Александр Петрович ко мне не приходил несколько дней, а то и лет. Чем он в это время занимался, где пропадал, никакой информации не было, поэтому ни на что конкретное грешить не могу. Должно быть, дела и занятия, занятия и дела, сводившиеся к чем-нибудь более важному и неотложному, чем огромные черные собаки, охраняющие вход в один из подмосковных ЛТП. Такое же, например, как его неумолчное желание связывать несвязуемое и объяснять необъяснимое под звуки музыкального инструмента изогнутой формы.

И все дальнейшее, о чем я еще не рассказал, – в память о том, что мы с ним пережили, о том, что собирались пережить, о том, что никогда не думали переживать, о том, что могли бы пережить, но отчего-то не пережили. То есть он пережил, а я не успел.

Добавлю к этому и дополнительный фрагмент о белокурой киноактрисе, незаходящей кинозвезде его юности, героине самой лучшей кинокомедии в мира. Она осталась навсегда в памяти нескольких поколений и на трехмерной плоскости мирового экрана. Тем более что через несколько лет в различных уголках планеты с разным уровнем громкости отозвалась очередная годовщина трагических выстрелов в техасском Далласе по проезжавшему в открытом автомобиле Джону Ф. Кеннеди. Без всякого упоминания о скончавшейся за год до этого Нормы Джин Бейкер Мортинсон. (От передозировки.)

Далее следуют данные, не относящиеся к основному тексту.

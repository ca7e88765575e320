// canvas.rs — Fixed-size RGB pixel store, generic over sample bit depth.
//
// Memory layout (width = 3, interleaved RGB, row-major):
//
//   data index:  0 1 2 | 3 4 5 | 6 7 8 | 9 ...
//   sample:      R G B | R G B | R G B | R ...
//   pixel:      (0,0)   (1,0)   (2,0)   (0,1)
//
// The flat buffer is exactly what a PPM/PNG encoder wants, so `raw_view()`
// hands it out unchanged. There is no stride padding.
//
// Every accessor returns a `Result`. Out-of-range coordinates are reported,
// never clamped or wrapped.

use std::fmt;

use log::debug;

use crate::error::{try_alloc, Error, Result};

/// Number of color channels per pixel.
pub const CHANNELS: usize = 3;

// ---------------------------------------------------------------------------
// Sample Trait
// ---------------------------------------------------------------------------

/// An unsigned, fixed-width color sample. The bit depth of a canvas is the
/// width of its sample type.
pub trait Sample: Copy + Default + Send + Sync + PartialOrd + fmt::Debug + 'static {
    /// Largest representable value (255 for 8-bit).
    const MAX: Self;

    /// Map `v` in `[0, 1]` onto `[0, MAX]`, clamping out-of-range input.
    fn from_unit(v: f64) -> Self;
}

impl Sample for u8 {
    const MAX: Self = u8::MAX;

    #[inline]
    fn from_unit(v: f64) -> Self {
        // NaN survives `clamp`; the `as` cast maps it to 0.
        (v.clamp(0.0, 1.0) * 255.0).round() as u8
    }
}

impl Sample for u16 {
    const MAX: Self = u16::MAX;

    #[inline]
    fn from_unit(v: f64) -> Self {
        (v.clamp(0.0, 1.0) * 65535.0).round() as u16
    }
}

// ---------------------------------------------------------------------------
// Channel
// ---------------------------------------------------------------------------

#[derive(Debug, Clone, Copy, PartialEq, Eq, Hash)]
pub enum Channel {
    R,
    G,
    B,
}

impl Channel {
    pub const ALL: [Channel; 3] = [Channel::R, Channel::G, Channel::B];

    /// Offset of this channel inside an interleaved pixel.
    #[inline]
    pub fn offset(self) -> usize {
        match self {
            Channel::R => 0,
            Channel::G => 1,
            Channel::B => 2,
        }
    }
}

// ---------------------------------------------------------------------------
// Canvas<T>
// ---------------------------------------------------------------------------

/// A `width × height` RGB raster with `T` samples per channel.
pub struct Canvas<T: Sample> {
    /// Interleaved samples, row-major. Length = width * height * 3.
    data: Vec<T>,
    width: usize,
    height: usize,
}

/// The common 8-bit canvas.
pub type RgbCanvas = Canvas<u8>;

impl<T: Sample> Clone for Canvas<T> {
    fn clone(&self) -> Self {
        Canvas {
            data: self.data.clone(),
            width: self.width,
            height: self.height,
        }
    }
}

impl<T: Sample> Canvas<T> {
    /// Allocate a zero-filled canvas.
    ///
    /// Fails with `Error::Allocation` when either dimension is zero, when
    /// `width * height * 3` overflows `usize`, or when the allocator refuses.
    pub fn new(width: usize, height: usize) -> Result<Self> {
        let len = width
            .checked_mul(height)
            .and_then(|n| n.checked_mul(CHANNELS));
        let data = try_alloc(len, width, height)?;
        debug!(
            "allocated {width}×{height} canvas ({} samples, {} bits)",
            data.len(),
            std::mem::size_of::<T>() * 8
        );
        Ok(Canvas { data, width, height })
    }

    #[inline]
    pub fn width(&self) -> usize {
        self.width
    }

    #[inline]
    pub fn height(&self) -> usize {
        self.height
    }

    /// Maximum representable sample value for this canvas's bit depth.
    #[inline]
    pub fn max_sample_value(&self) -> T {
        T::MAX
    }

    /// Read one channel of the pixel at (x, y). x is column, y is row.
    #[inline]
    pub fn get_channel(&self, x: usize, y: usize, channel: Channel) -> Result<T> {
        let base = self.pixel_index(x, y)?;
        Ok(self.data[base + channel.offset()])
    }

    /// Write one channel of the pixel at (x, y).
    #[inline]
    pub fn set_channel(&mut self, x: usize, y: usize, channel: Channel, value: T) -> Result<()> {
        let base = self.pixel_index(x, y)?;
        self.data[base + channel.offset()] = value;
        Ok(())
    }

    /// Read all three channels of the pixel at (x, y) as `[r, g, b]`.
    #[inline]
    pub fn get_rgb(&self, x: usize, y: usize) -> Result<[T; 3]> {
        let base = self.pixel_index(x, y)?;
        Ok([self.data[base], self.data[base + 1], self.data[base + 2]])
    }

    /// Write all three channels of the pixel at (x, y).
    #[inline]
    pub fn set_rgb(&mut self, x: usize, y: usize, rgb: [T; 3]) -> Result<()> {
        let base = self.pixel_index(x, y)?;
        self.data[base..base + CHANNELS].copy_from_slice(&rgb);
        Ok(())
    }

    /// Set every channel of every pixel to `value`.
    pub fn fill(&mut self, value: T) {
        self.data.fill(value);
    }

    /// Iterate over all pixels as `(x, y, [r, g, b])`, row by row.
    pub fn pixels(&self) -> impl Iterator<Item = (usize, usize, [T; 3])> + '_ {
        let width = self.width;
        self.data
            .chunks_exact(CHANNELS)
            .enumerate()
            .map(move |(i, px)| (i % width, i / width, [px[0], px[1], px[2]]))
    }

    /// The interleaved sample buffer, for handing to an encoder.
    pub fn raw_view(&self) -> &[T] {
        &self.data
    }

    /// Consume the canvas and return its sample buffer.
    pub fn into_raw(self) -> Vec<T> {
        self.data
    }

    // --- Internal helpers ---

    /// Index of the R sample of (x, y), or `OutOfBounds`.
    #[inline]
    fn pixel_index(&self, x: usize, y: usize) -> Result<usize> {
        if x >= self.width || y >= self.height {
            return Err(Error::OutOfBounds {
                x,
                y,
                width: self.width,
                height: self.height,
            });
        }
        Ok((y * self.width + x) * CHANNELS)
    }
}

// Debug formatting: prints the top-left corner only.
impl<T: Sample> fmt::Debug for Canvas<T> {
    fn fmt(&self, f: &mut fmt::Formatter<'_>) -> fmt::Result {
        writeln!(
            f,
            "Canvas<{}> {{ {}×{} }}",
            std::any::type_name::<T>(),
            self.width,
            self.height,
        )?;
        for y in 0..self.height.min(4) {
            write!(f, "  row {y}: [")?;
            for x in 0..self.width.min(8) {
                if x > 0 {
                    write!(f, ", ")?;
                }
                let base = (y * self.width + x) * CHANNELS;
                write!(f, "{:?}", &self.data[base..base + CHANNELS])?;
            }
            if self.width > 8 {
                write!(f, ", ...")?;
            }
            writeln!(f, "]")?;
        }
        if self.height > 4 {
            writeln!(f, "  ...")?;
        }
        Ok(())
    }
}

#[cfg(test)]
mod tests {
    use super::*;

    #[test]
    fn test_new_zeroed() {
        let c: Canvas<u8> = Canvas::new(10, 5).unwrap();
        assert_eq!(c.width(), 10);
        assert_eq!(c.height(), 5);
        assert_eq!(c.raw_view().len(), 10 * 5 * 3);
        assert!(c.raw_view().iter().all(|&v| v == 0));
    }

    #[test]
    fn test_channel_roundtrip() {
        let mut c: Canvas<u8> = Canvas::new(4, 3).unwrap();
        c.set_channel(0, 0, Channel::R, 10).unwrap();
        c.set_channel(3, 2, Channel::B, 255).unwrap();
        c.set_channel(1, 1, Channel::G, 42).unwrap();
        assert_eq!(c.get_channel(0, 0, Channel::R).unwrap(), 10);
        assert_eq!(c.get_channel(3, 2, Channel::B).unwrap(), 255);
        assert_eq!(c.get_channel(1, 1, Channel::G).unwrap(), 42);
        // Neighbouring channels untouched.
        assert_eq!(c.get_channel(0, 0, Channel::G).unwrap(), 0);
        assert_eq!(c.get_channel(1, 1, Channel::R).unwrap(), 0);
    }

    #[test]
    fn test_interleaved_layout() {
        let mut c: Canvas<u8> = Canvas::new(2, 2).unwrap();
        c.set_rgb(1, 0, [1, 2, 3]).unwrap();
        c.set_rgb(0, 1, [4, 5, 6]).unwrap();
        assert_eq!(&c.raw_view()[3..6], &[1, 2, 3]);
        assert_eq!(&c.raw_view()[6..9], &[4, 5, 6]);
    }

    #[test]
    fn test_pixels_iterator_order() {
        let mut c: Canvas<u8> = Canvas::new(3, 2).unwrap();
        c.set_rgb(2, 0, [9, 9, 9]).unwrap();
        let px: Vec<_> = c.pixels().collect();
        assert_eq!(px.len(), 6);
        assert_eq!(px[0], (0, 0, [0, 0, 0]));
        assert_eq!(px[2], (2, 0, [9, 9, 9]));
        assert_eq!(px[3], (0, 1, [0, 0, 0]));
    }

    #[test]
    fn test_out_of_bounds() {
        let mut c: Canvas<u8> = Canvas::new(4, 4).unwrap();
        let err = c.get_channel(4, 0, Channel::R).unwrap_err();
        assert_eq!(err, Error::OutOfBounds { x: 4, y: 0, width: 4, height: 4 });
        assert!(c.set_channel(0, 4, Channel::G, 1).is_err());
        assert!(c.set_rgb(usize::MAX, 0, [0; 3]).is_err());
    }

    #[test]
    fn test_max_sample_value() {
        let c8: Canvas<u8> = Canvas::new(1, 1).unwrap();
        let c16: Canvas<u16> = Canvas::new(1, 1).unwrap();
        assert_eq!(c8.max_sample_value(), 255);
        assert_eq!(c16.max_sample_value(), 65535);
    }

    #[test]
    fn test_from_unit_clamps() {
        assert_eq!(u8::from_unit(-0.5), 0);
        assert_eq!(u8::from_unit(0.5), 128);
        assert_eq!(u8::from_unit(2.0), 255);
        assert_eq!(u8::from_unit(f64::NAN), 0);
        assert_eq!(u16::from_unit(1.0), 65535);
    }

    #[test]
    fn test_zero_extent_rejected() {
        assert!(Canvas::<u8>::new(0, 10).is_err());
        assert!(Canvas::<u8>::new(10, 0).is_err());
    }
}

В ту же ночь он мне позвонил или не в ту, я опять же запамятовал. Помню, что пару раз растянул свой резиновый эспандер на заре; потом еще один день прошел; а потом звонок был примерно во втором часу по Москве. Меня еще тогда Арнольд Моисеевич, технолог по специальности, к телефону позвал. Я уже спал на своем пружинном диване, а он позвал.

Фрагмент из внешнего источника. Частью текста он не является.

impl Query {
    /// Create a builder for `table` with no escape hook; identifiers pass
    /// through verbatim
    pub fn new(table: &str) -> Self {
        Self {
            table: Some(table.to_string()),
            command: None,
            where_clause: None,
            command_values: None,
            where_values: None,
            escape: None,
            command_filtered: false,
            where_filtered: false,
        }
    }

    /// Create a builder whose identifiers run through `hook` before being
    /// embedded in SQL text; the table name is escaped once, here
    pub fn with_escape<H>(table: &str, hook: H) -> Self
    where
        H: EscapeHook + 'static,
    {
        let hook: Arc<dyn EscapeHook> = Arc::new(hook);
        Self {
            table: hook.escape(table),
            command: None,
            where_clause: None,
            command_values: None,
            where_values: None,
            escape: Some(hook),
            command_filtered: false,
            where_filtered: false,
        }
    }

    fn escape_ident(&self, ident: &str) -> Option<String> {
        match &self.escape {
            Some(hook) => hook.escape(ident),
            None => Some(ident.to_string()),
        }
    }

    /// Escape every column, dropping entries the hook rejects while keeping
    /// survivor order; reports whether a non-empty input was emptied out
    fn escape_entries(&self, entries: Vec<(String, Value)>) -> (Vec<String>, Vec<Value>, bool) {
        let had_input = !entries.is_empty();
        let mut columns = Vec::with_capacity(entries.len());
        let mut values = Vec::with_capacity(entries.len());

        for (col, val) in entries {
            if let Some(escaped) = self.escape_ident(&col) {
                columns.push(escaped);
                values.push(val);
            }
        }

        let filtered_empty = had_input && columns.is_empty();
        (columns, values, filtered_empty)
    }

    /// Build a SELECT command clause
    ///
    /// A list argument expands to one column per element; an empty list is
    /// equivalent to [`select_all`](Self::select_all).
    pub fn select<C>(mut self, columns: C) -> Self
    where
        C: IntoColumnList,
    {
        let requested = columns.into_column_list();
        let had_input = !requested.is_empty();
        let columns: Vec<String> = requested
            .iter()
            .filter_map(|col| self.escape_ident(col))
            .collect();

        self.command_filtered = had_input && columns.is_empty();
        self.command = Some(Command::Select { columns });
        self.command_values = None;
        self
    }

    /// Build a `SELECT * FROM table` command clause
    pub fn select_all(mut self) -> Self {
        self.command = Some(Command::Select {
            columns: Vec::new(),
        });
        self.command_values = None;
        self.command_filtered = false;
        self
    }

    /// Build an INSERT command clause
    ///
    /// Column names pair with NULL values, an ordered mapping carries its own
    /// values, and a bare `usize` switches to placeholder-count mode:
    /// `INSERT INTO table VALUES (?, ...)` with no column list and no tracked
    /// values — supply them at render time with [`Overrides::values`].
    pub fn insert<D>(mut self, data: D) -> Self
    where
        D: IntoInsertData,
    {
        match data.into_insert_data() {
            InsertData::Count(n) => {
                self.command = Some(Command::InsertCount(n));
                self.command_values = None;
                self.command_filtered = false;
                self
            }
            InsertData::Columns(columns) => {
                let entries = normalize(Some(columns), None);
                self.insert_entries(entries)
            }
        }
    }

    /// INSERT with supplementary entries layered over `data` (overwriting by
    /// name, appending when new)
    pub fn insert_with<D, E>(self, data: D, extra: E) -> Self
    where
        D: IntoColumnData,
        E: IntoColumnData,
    {
        let entries = normalize(Some(data.into_column_data()), Some(extra.into_column_data()));
        self.insert_entries(entries)
    }

    fn insert_entries(mut self, entries: Vec<(String, Value)>) -> Self {
        let (columns, values, filtered) = self.escape_entries(entries);
        self.command = Some(Command::Insert { columns });
        self.command_values = Some(values);
        self.command_filtered = filtered;
        self
    }

    /// Build an UPDATE command clause
    pub fn update<D>(self, data: D) -> Self
    where
        D: IntoColumnData,
    {
        let entries = normalize(Some(data.into_column_data()), None);
        self.update_entries(entries)
    }

    /// UPDATE with supplementary entries layered over `data`
    pub fn update_with<D, E>(self, data: D, extra: E) -> Self
    where
        D: IntoColumnData,
        E: IntoColumnData,
    {
        let entries = normalize(Some(data.into_column_data()), Some(extra.into_column_data()));
        self.update_entries(entries)
    }

    fn update_entries(mut self, entries: Vec<(String, Value)>) -> Self {
        let (columns, values, filtered) = self.escape_entries(entries);
        self.command = Some(Command::Update { columns });
        self.command_values = Some(values);
        self.command_filtered = filtered;
        self
    }

    /// Build a DELETE command clause
    pub fn delete(mut self) -> Self {
        self.command = Some(Command::Delete);
        self.command_values = None;
        self.command_filtered = false;
        self
    }

    /// Add a WHERE clause with constraints joined by AND (same as
    /// [`where_all`](Self::where_all))
    pub fn where_<D>(self, data: D) -> Self
    where
        D: IntoColumnData,
    {
        self.where_all(data)
    }

    /// Add a WHERE clause with constraints joined by AND
    pub fn where_all<D>(self, data: D) -> Self
    where
        D: IntoColumnData,
    {
        let entries = normalize(Some(data.into_column_data()), None);
        self.where_entries(entries, Connector::And)
    }

    /// Add a WHERE clause with constraints joined by OR
    pub fn where_any<D>(self, data: D) -> Self
    where
        D: IntoColumnData,
    {
        let entries = normalize(Some(data.into_column_data()), None);
        self.where_entries(entries, Connector::Or)
    }

    /// AND-joined WHERE with supplementary entries layered over `data`
    pub fn where_all_with<D, E>(self, data: D, extra: E) -> Self
    where
        D: IntoColumnData,
        E: IntoColumnData,
    {
        let entries = normalize(Some(data.into_column_data()), Some(extra.into_column_data()));
        self.where_entries(entries, Connector::And)
    }

    /// OR-joined WHERE with supplementary entries layered over `data`
    pub fn where_any_with<D, E>(self, data: D, extra: E) -> Self
    where
        D: IntoColumnData,
        E: IntoColumnData,
    {
        let entries = normalize(Some(data.into_column_data()), Some(extra.into_column_data()));
        self.where_entries(entries, Connector::Or)
    }

    fn where_entries(mut self, entries: Vec<(String, Value)>, connector: Connector) -> Self {
        let (columns, values, filtered) = self.escape_entries(entries);
        self.where_clause = Some(WhereClause { columns, connector });
        self.where_values = Some(values);
        self.where_filtered = filtered;
        self
    }

    /// The current flat value sequence: command values, then where values
    pub fn values(&self) -> Vec<Value> {
        let mut values = self.command_values.clone().unwrap_or_default();
        values.extend(self.where_values.clone().unwrap_or_default());
        values
    }

    /// Whether enough information exists to render a valid statement: a
    /// command clause is set and the table name survived escaping
    pub fn is_complete(&self) -> bool {
        self.command.is_some() && self.table.as_deref().is_some_and(|t| !t.is_empty())
    }

    fn clause_name(&self) -> &'static str {
        match &self.command {
            Some(Command::Select { .. }) => "SELECT",
            Some(Command::Insert { .. }) | Some(Command::InsertCount(_)) => "INSERT",
            Some(Command::Update { .. }) => "UPDATE",
            Some(Command::Delete) => "DELETE",
            None => "command",
        }
    }

    fn render(&self, command: &Command) -> String {
        let table = self.table.as_deref().unwrap_or("");
        let mut sql = String::new();

        match command {
            Command::Select { columns } => {
                sql.push_str("SELECT ");
                if columns.is_empty() && !self.command_filtered {
                    sql.push('*');
                } else {
                    sql.push_str(&columns.join(", "));
                }
                sql.push_str(" FROM ");
                sql.push_str(table);
            }
            Command::Insert { columns } => {
                sql.push_str("INSERT INTO ");
                sql.push_str(table);
                sql.push_str(" (");
                sql.push_str(&columns.join(", "));
                sql.push_str(") VALUES (");
                sql.push_str(&placeholders(columns.len()));
                sql.push(')');
            }
            Command::InsertCount(n) => {
                sql.push_str("INSERT INTO ");
                sql.push_str(table);
                sql.push_str(" VALUES (");
                sql.push_str(&placeholders(*n));
                sql.push(')');
            }
            Command::Update { columns } => {
                sql.push_str("UPDATE ");
                sql.push_str(table);
                sql.push_str(" SET ");
                let assignments: Vec<String> =
                    columns.iter().map(|col| format!("{}=?", col)).collect();
                sql.push_str(&assignments.join(", "));
            }
            Command::Delete => {
                sql.push_str("DELETE FROM ");
                sql.push_str(table);
            }
        }

        if let Some(where_clause) = &self.where_clause {
            sql.push_str(" WHERE ");
            let constraints: Vec<String> = where_clause
                .columns
                .iter()
                .map(|col| format!("{}=?", col))
                .collect();
            sql.push_str(&constraints.join(where_clause.connector.as_str()));
        }

        sql
    }

    /// Terminal render: the finished SQL text and its flat value sequence
    ///
    /// Returns an error when the escape hook emptied out a clause that had
    /// columns; check [`is_complete`](Self::is_complete) before treating the
    /// text of a command-less builder as executable SQL.
    pub fn sql(&self) -> Result<(String, Vec<Value>)> {
        if self.command_filtered {
            return Err(Error::empty_clause(self.clause_name()));
        }
        if self.where_filtered {
            return Err(Error::empty_clause("WHERE"));
        }

        let text = self.to_string();
        let values = self.values();
        tracing::debug!(sql = %text, params = values.len(), "rendered statement");
        Ok((text, values))
    }

    /// Terminal render with late overrides; overrides persist on the builder
    pub fn sql_with(&mut self, overrides: Overrides) -> Result<(String, Vec<Value>)> {
        if let Some(values) = overrides.values {
            self.command_values = Some(values);
        }
        if let Some(where_values) = overrides.where_values {
            self.where_values = Some(where_values);
        }
        if let Some(table) = overrides.table {
            self.table = self.escape_ident(&table);
        }

        self.sql()
    }
}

Голос был тот же, то есть очень знакомый. Я его сразу узнал по манере, по интонации, хотя и не сразу поверил, что это он. Тем более что по телефону он ничего не сообщил о кривизне мироздания, которое только чудом удерживается в его накренившемся состоянии. Он просто и даже как-то буднично, сказал то, о чем я то ли когда-то знал, то ли когда-то забыл: калибр винтовки, из которой стреляли. Он и число пуль уточнил, которые выпустили. Сказал он и о том, о чем я тоже догадывался, но забыл, когда это было последний раз…

– Убийца был коммунист. Ты помнишь «рыбное дело»?».

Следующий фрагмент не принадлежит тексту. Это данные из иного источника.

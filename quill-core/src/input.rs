//! Builder argument types and normalization
//!
//! The builder methods accept either a list of bare column names or an
//! ordered column/value mapping (and, for INSERT, a bare placeholder count).
//! These shapes are modeled as tagged enums resolved up front into one
//! canonical ordered mapping, rather than inspected at runtime.

use crate::Value;

/// Column input for INSERT/UPDATE/WHERE clauses
#[derive(Debug, Clone, PartialEq)]
pub enum ColumnData {
    /// Bare column names; each pairs with a NULL value
    Names(Vec<String>),
    /// Ordered column/value entries
    Entries(Vec<(String, Value)>),
}

impl ColumnData {
    /// Resolve into ordered entries, names pairing with NULL
    pub fn into_entries(self) -> Vec<(String, Value)> {
        match self {
            ColumnData::Names(names) => {
                names.into_iter().map(|name| (name, Value::Null)).collect()
            }
            ColumnData::Entries(entries) => entries,
        }
    }
}

/// Reconcile a base argument with supplementary entries into one ordered
/// mapping. Extras overwrite base entries by name, and append after existing
/// keys when new. Nothing at all yields an empty mapping.
pub fn normalize(base: Option<ColumnData>, extra: Option<ColumnData>) -> Vec<(String, Value)> {
    let mut entries = base.map(ColumnData::into_entries).unwrap_or_default();

    if let Some(extra) = extra {
        for (name, value) in extra.into_entries() {
            match entries.iter_mut().find(|(col, _)| *col == name) {
                Some(entry) => entry.1 = value,
                None => entries.push((name, value)),
            }
        }
    }

    entries
}

/// Trait for types that can be converted to column data
pub trait IntoColumnData {
    fn into_column_data(self) -> ColumnData;
}

impl IntoColumnData for ColumnData {
    fn into_column_data(self) -> ColumnData {
        self
    }
}

impl IntoColumnData for Vec<&str> {
    fn into_column_data(self) -> ColumnData {
        ColumnData::Names(self.into_iter().map(|s| s.to_string()).collect())
    }
}

impl IntoColumnData for Vec<String> {
    fn into_column_data(self) -> ColumnData {
        ColumnData::Names(self)
    }
}

impl<const N: usize> IntoColumnData for [&str; N] {
    fn into_column_data(self) -> ColumnData {
        ColumnData::Names(self.into_iter().map(|s| s.to_string()).collect())
    }
}

impl<V> IntoColumnData for Vec<(&str, V)>
where
    V: Into<Value>,
{
    fn into_column_data(self) -> ColumnData {
        ColumnData::Entries(
            self.into_iter()
                .map(|(col, val)| (col.to_string(), val.into()))
                .collect(),
        )
    }
}

impl<V, const N: usize> IntoColumnData for [(&str, V); N]
where
    V: Into<Value>,
{
    fn into_column_data(self) -> ColumnData {
        ColumnData::Entries(
            self.into_iter()
                .map(|(col, val)| (col.to_string(), val.into()))
                .collect(),
        )
    }
}

/// Column input for INSERT, which additionally accepts a bare placeholder
/// count (`INSERT INTO t VALUES (?, ?, ...)` with no column list)
#[derive(Debug, Clone, PartialEq)]
pub enum InsertData {
    Columns(ColumnData),
    Count(usize),
}

/// Trait for types that can be converted to INSERT data
pub trait IntoInsertData {
    fn into_insert_data(self) -> InsertData;
}

impl IntoInsertData for InsertData {
    fn into_insert_data(self) -> InsertData {
        self
    }
}

impl IntoInsertData for usize {
    fn into_insert_data(self) -> InsertData {
        InsertData::Count(self)
    }
}

impl IntoInsertData for ColumnData {
    fn into_insert_data(self) -> InsertData {
        InsertData::Columns(self)
    }
}

impl IntoInsertData for Vec<&str> {
    fn into_insert_data(self) -> InsertData {
        InsertData::Columns(self.into_column_data())
    }
}

impl IntoInsertData for Vec<String> {
    fn into_insert_data(self) -> InsertData {
        InsertData::Columns(self.into_column_data())
    }
}

impl<const N: usize> IntoInsertData for [&str; N] {
    fn into_insert_data(self) -> InsertData {
        InsertData::Columns(self.into_column_data())
    }
}

impl<V> IntoInsertData for Vec<(&str, V)>
where
    V: Into<Value>,
{
    fn into_insert_data(self) -> InsertData {
        InsertData::Columns(self.into_column_data())
    }
}

impl<V, const N: usize> IntoInsertData for [(&str, V); N]
where
    V: Into<Value>,
{
    fn into_insert_data(self) -> InsertData {
        InsertData::Columns(self.into_column_data())
    }
}

/// Trait for types that can be converted to SELECT column lists
pub trait IntoColumnList {
    fn into_column_list(self) -> Vec<String>;
}

impl IntoColumnList for &str {
    fn into_column_list(self) -> Vec<String> {
        vec![self.to_string()]
    }
}

impl IntoColumnList for String {
    fn into_column_list(self) -> Vec<String> {
        vec![self]
    }
}

impl IntoColumnList for Vec<&str> {
    fn into_column_list(self) -> Vec<String> {
        self.into_iter().map(|s| s.to_string()).collect()
    }
}

impl IntoColumnList for Vec<String> {
    fn into_column_list(self) -> Vec<String> {
        self
    }
}

impl<const N: usize> IntoColumnList for [&str; N] {
    fn into_column_list(self) -> Vec<String> {
        self.into_iter().map(|s| s.to_string()).collect()
    }
}

// Tuples of up to 4 columns (common use case)
impl IntoColumnList for (&str, &str) {
    fn into_column_list(self) -> Vec<String> {
        vec![self.0.to_string(), self.1.to_string()]
    }
}

impl IntoColumnList for (&str, &str, &str) {
    fn into_column_list(self) -> Vec<String> {
        vec![self.0.to_string(), self.1.to_string(), self.2.to_string()]
    }
}

impl IntoColumnList for (&str, &str, &str, &str) {
    fn into_column_list(self) -> Vec<String> {
        vec![
            self.0.to_string(),
            self.1.to_string(),
            self.2.to_string(),
            self.3.to_string(),
        ]
    }
}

– Я всегда о нем буду помнить так же, как и тебя, Александр Петрович.

– Ну так вот. Сам понимаешь, какая тут связь.

– Не понимаю.

– Что ты не понимаешь?

– Какая тут связь.

– Вот ты наивный какой паренек. Он не понимает! Настоящий подручный. Дальше вашей душной каптерки не видишь ничего. Годы не изменили тебя, родной ты мой друг в матерчатой кепке. Между тем связь более чем очевидна. Наши коммунисты в Америке по президентам стреляют, а в это время жизнь вперед летит без всякой остановки. И потом. Норма Джин Бейкер. Мортинсон. Ее ты-то хоть не забыл?

– Ну как же я мог, Александр Петрович!

– Так вот. Ее родная бабушка знаешь, кем была?

– Кем?

– Она как раз и была той самой брюнеткой, что в 1895 году выходила голой из ванной. Этот, кстати, короткометражный художественный кинофильм и будет представлен на «Оскар» в самом начале ХХI века!

Выпить по этому поводу он, скорее всего, собирался предложить, но не предложил, должно быть, точно зная, что никакой стеклянной заначки в моем двустворчатом шкафу давно нет: всю выпили в эпоху торжества советской власти. Поэтому он, отказавшись такое предлагать, сослался на свою по-прежнему неотложную работу над своим блестящим рефератом на шестом этаже нашего дома в центре Москвы. И я всю оставшуюся ночь спал на своем пружинном диване довольно-таки беспокойно, и снилась мне та, что входила в комнату с горячей сковородкой и почему-то в шляпе Александра Петровича, с отблеском фонарей на полях. А утром я забыл пару раз растянуть свой резиновый эспандер, который мне больше всего нравилось растягивать на заре. В автобусе, по пути на осенний строительный пустырь, я никакой скорби на лицах пассажиров не видел и, чтобы как-то отделаться от смутных предчувствий, в нашей душной каптерке кое-что сообщил по калибру и пулям, умолчав о принадлежности стрелявшего к всесоюзной коммунистической партии большевиков. И это мое сообщение, смешавшись с табачным дымом, повисло над лаконичным убранством служебного помещения.